START Material provided
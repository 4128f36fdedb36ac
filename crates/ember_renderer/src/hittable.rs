//! Hittable trait and HitRecord for ray-object intersection.

use crate::Material;
use ember_math::{Aabb, Interval, Ray, Vec3};
use rand::RngCore;

/// Record of a ray-object intersection.
///
/// Built once per hit and returned by value. The material is borrowed from
/// the scene, so a record cannot outlive the geometry that produced it.
#[derive(Clone, Copy)]
pub struct HitRecord<'a> {
    /// Point of intersection
    pub p: Vec3,
    /// Surface normal at intersection (unit length, always points against ray)
    pub normal: Vec3,
    /// Material at the intersection point
    pub material: &'a dyn Material,
    /// UV texture coordinates
    pub u: f32,
    pub v: f32,
    /// Parameter t where the intersection occurs
    pub t: f32,
    /// Whether the ray hit the front face (outside) of the surface
    pub front_face: bool,
}

impl<'a> HitRecord<'a> {
    /// Build a record for a hit at parameter `t`, orienting the unit
    /// `outward_normal` against the incoming ray.
    pub fn new(
        ray: &Ray,
        t: f32,
        outward_normal: Vec3,
        (u, v): (f32, f32),
        material: &'a dyn Material,
    ) -> Self {
        let mut rec = Self {
            p: ray.at(t),
            normal: outward_normal,
            material,
            u,
            v,
            t,
            front_face: true,
        };
        rec.set_face_normal(ray, outward_normal);
        rec
    }

    /// Set the face normal based on ray direction and outward normal.
    ///
    /// The normal is always stored pointing against the ray direction,
    /// so we need to track whether we hit the front or back face.
    pub fn set_face_normal(&mut self, ray: &Ray, outward_normal: Vec3) {
        // If the ray and normal point in the same direction, we're inside
        self.front_face = ray.direction.dot(outward_normal) <= 0.0;

        self.normal = if self.front_face {
            outward_normal
        } else {
            -outward_normal
        };
    }
}

impl std::fmt::Debug for HitRecord<'_> {
    fn fmt(&self, f: &mut std::fmt::Formatter<'_>) -> std::fmt::Result {
        f.debug_struct("HitRecord")
            .field("p", &self.p)
            .field("normal", &self.normal)
            .field("u", &self.u)
            .field("v", &self.v)
            .field("t", &self.t)
            .field("front_face", &self.front_face)
            .finish_non_exhaustive()
    }
}

/// Trait for objects that can be hit by rays.
pub trait Hittable: Send + Sync {
    /// Test if a ray hits this object within the given interval.
    ///
    /// Returns the nearest hit inside `ray_t`. `rng` is only consumed by
    /// stochastic geometry such as participating media.
    fn hit<'a>(&'a self, ray: &Ray, ray_t: Interval, rng: &mut dyn RngCore) -> Option<HitRecord<'a>>;

    /// Get the axis-aligned bounding box of this object.
    fn bounding_box(&self) -> Aabb;
}

/// A list of hittable objects, searched linearly.
pub struct HittableList {
    objects: Vec<Box<dyn Hittable>>,
    bbox: Aabb,
}

impl HittableList {
    /// Create a new empty hittable list.
    pub fn new() -> Self {
        Self {
            objects: Vec::new(),
            bbox: Aabb::EMPTY,
        }
    }

    /// Add an object to the list.
    pub fn add(&mut self, object: Box<dyn Hittable>) {
        self.bbox = Aabb::surrounding(&self.bbox, &object.bounding_box());
        self.objects.push(object);
    }

    /// Get the number of objects.
    pub fn len(&self) -> usize {
        self.objects.len()
    }

    /// Check if the list is empty.
    pub fn is_empty(&self) -> bool {
        self.objects.is_empty()
    }

    /// Give up ownership of the objects (e.g. to build a BVH over them).
    pub fn into_objects(self) -> Vec<Box<dyn Hittable>> {
        self.objects
    }
}

impl Default for HittableList {
    fn default() -> Self {
        Self::new()
    }
}

impl Hittable for HittableList {
    fn hit<'a>(&'a self, ray: &Ray, ray_t: Interval, rng: &mut dyn RngCore) -> Option<HitRecord<'a>> {
        let mut closest: Option<HitRecord<'a>> = None;
        let mut closest_so_far = ray_t.max;

        for object in &self.objects {
            if let Some(rec) = object.hit(ray, Interval::new(ray_t.min, closest_so_far), rng) {
                closest_so_far = rec.t;
                closest = Some(rec);
            }
        }

        closest
    }

    fn bounding_box(&self) -> Aabb {
        self.bbox
    }
}
mod scenes;

use std::fs;
use std::path::PathBuf;
use std::thread;
use std::time::Duration;

use anyhow::{Context, Result};
use clap::Parser;
use ember_renderer::{render_parallel, CancelToken, RenderConfig};
use image::RgbaImage;
use rand::rngs::StdRng;
use rand::SeedableRng;

use crate::scenes::SceneKind;

/// Render one of the built-in scenes to a PNG.
#[derive(Parser, Debug)]
#[command(name = "ember", version, about)]
struct Args {
    /// Scene to render
    #[arg(long, value_enum, default_value_t = SceneKind::CornellBox)]
    scene: SceneKind,

    /// Width of the rendered image
    #[arg(short = 'W', long, default_value_t = 400)]
    width: u32,

    /// Height of the rendered image (defaults to the scene's aspect ratio)
    #[arg(short = 'H', long)]
    height: Option<u32>,

    /// Samples per pixel
    #[arg(short, long)]
    spp: Option<u32>,

    /// Maximum number of bounces
    #[arg(long)]
    max_depth: Option<u32>,

    /// Seed for scene generation and sampling
    #[arg(long)]
    seed: Option<u64>,

    /// Output PNG path
    #[arg(short, long, default_value = "render.png")]
    output: PathBuf,

    /// JSON file holding render settings; flags above override it
    #[arg(long)]
    settings: Option<PathBuf>,

    /// Image used by the earth scene
    #[arg(long)]
    texture: Option<PathBuf>,

    /// Stop after this many seconds and save what has been rendered
    #[arg(long)]
    time_limit: Option<f32>,
}

/// Settings file (if any) with command-line overrides applied on top.
fn load_config(args: &Args) -> Result<RenderConfig> {
    let mut config = match &args.settings {
        Some(path) => {
            let text = fs::read_to_string(path)
                .with_context(|| format!("Failed to read settings {}", path.display()))?;
            serde_json::from_str(&text)
                .with_context(|| format!("Failed to parse settings {}", path.display()))?
        }
        None => RenderConfig::default(),
    };

    if let Some(spp) = args.spp {
        config.samples_per_pixel = spp;
    }
    if let Some(depth) = args.max_depth {
        config.max_depth = depth;
    }
    if let Some(seed) = args.seed {
        config.seed = seed;
    }

    config.validate()?;
    Ok(config)
}

fn main() -> Result<()> {
    env_logger::Builder::from_default_env()
        .filter_level(log::LevelFilter::Info)
        .init();

    let args = Args::parse();
    let mut config = load_config(&args)?;

    let mut rng = StdRng::seed_from_u64(config.seed);
    let scene = scenes::build(args.scene, args.texture.as_deref(), &mut rng)?;

    // A settings file decides the background; otherwise the scene does
    if args.settings.is_none() {
        config.background = scene.background;
    }

    let height = args
        .height
        .unwrap_or_else(|| ((args.width as f32 / scene.aspect_ratio) as u32).max(1));
    let mut camera = scene.camera.with_resolution(args.width, height);
    camera.initialize()?;

    let cancel = CancelToken::new();
    if let Some(seconds) = args.time_limit {
        let token = cancel.clone();
        let limit = Duration::from_secs_f32(seconds.max(0.0).min(1e9));
        thread::spawn(move || {
            thread::sleep(limit);
            token.cancel();
        });
    }

    let output = render_parallel(&camera, &scene.world, &config, &cancel)?;
    if output.cancelled {
        log::warn!(
            "Time limit reached: saving {}/{} buckets",
            output.buckets_done,
            output.buckets_total
        );
    }

    let (width, height) = (output.image.width, output.image.height);
    let png = RgbaImage::from_raw(width, height, output.image.into_raw())
        .context("Image buffer does not match its dimensions")?;
    png.save(&args.output)
        .with_context(|| format!("Failed to write {}", args.output.display()))?;

    log::info!("Saved {}", args.output.display());
    Ok(())
}
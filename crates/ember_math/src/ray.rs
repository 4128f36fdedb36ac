use crate::Vec3;

/// A ray in 3D space with origin, direction, and time.
///
/// `time` lies in [0, 1] and selects the position of moving geometry for
/// motion blur. Every transform and material carries it through unchanged.
#[derive(Debug, Copy, Clone, PartialEq)]
pub struct Ray {
    pub origin: Vec3,
    pub direction: Vec3,
    pub time: f32,
}

impl Ray {
    /// Create a new ray.
    #[inline]
    pub fn new(origin: Vec3, direction: Vec3, time: f32) -> Self {
        Self {
            origin,
            direction,
            time,
        }
    }

    /// Create a ray at time 0.
    #[inline]
    pub fn new_simple(origin: Vec3, direction: Vec3) -> Self {
        Self::new(origin, direction, 0.0)
    }

    /// Get the point along the ray at parameter t.
    ///
    /// Returns: origin + t * direction
    #[inline]
    pub fn at(&self, t: f32) -> Vec3 {
        self.origin + self.direction * t
    }
}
END Material provided
Task objective:
Among the records above, find each line holding the string "bool" and pull it out.

Task solution:
    pub front_face: bool,
    pub fn is_empty(&self) -> bool {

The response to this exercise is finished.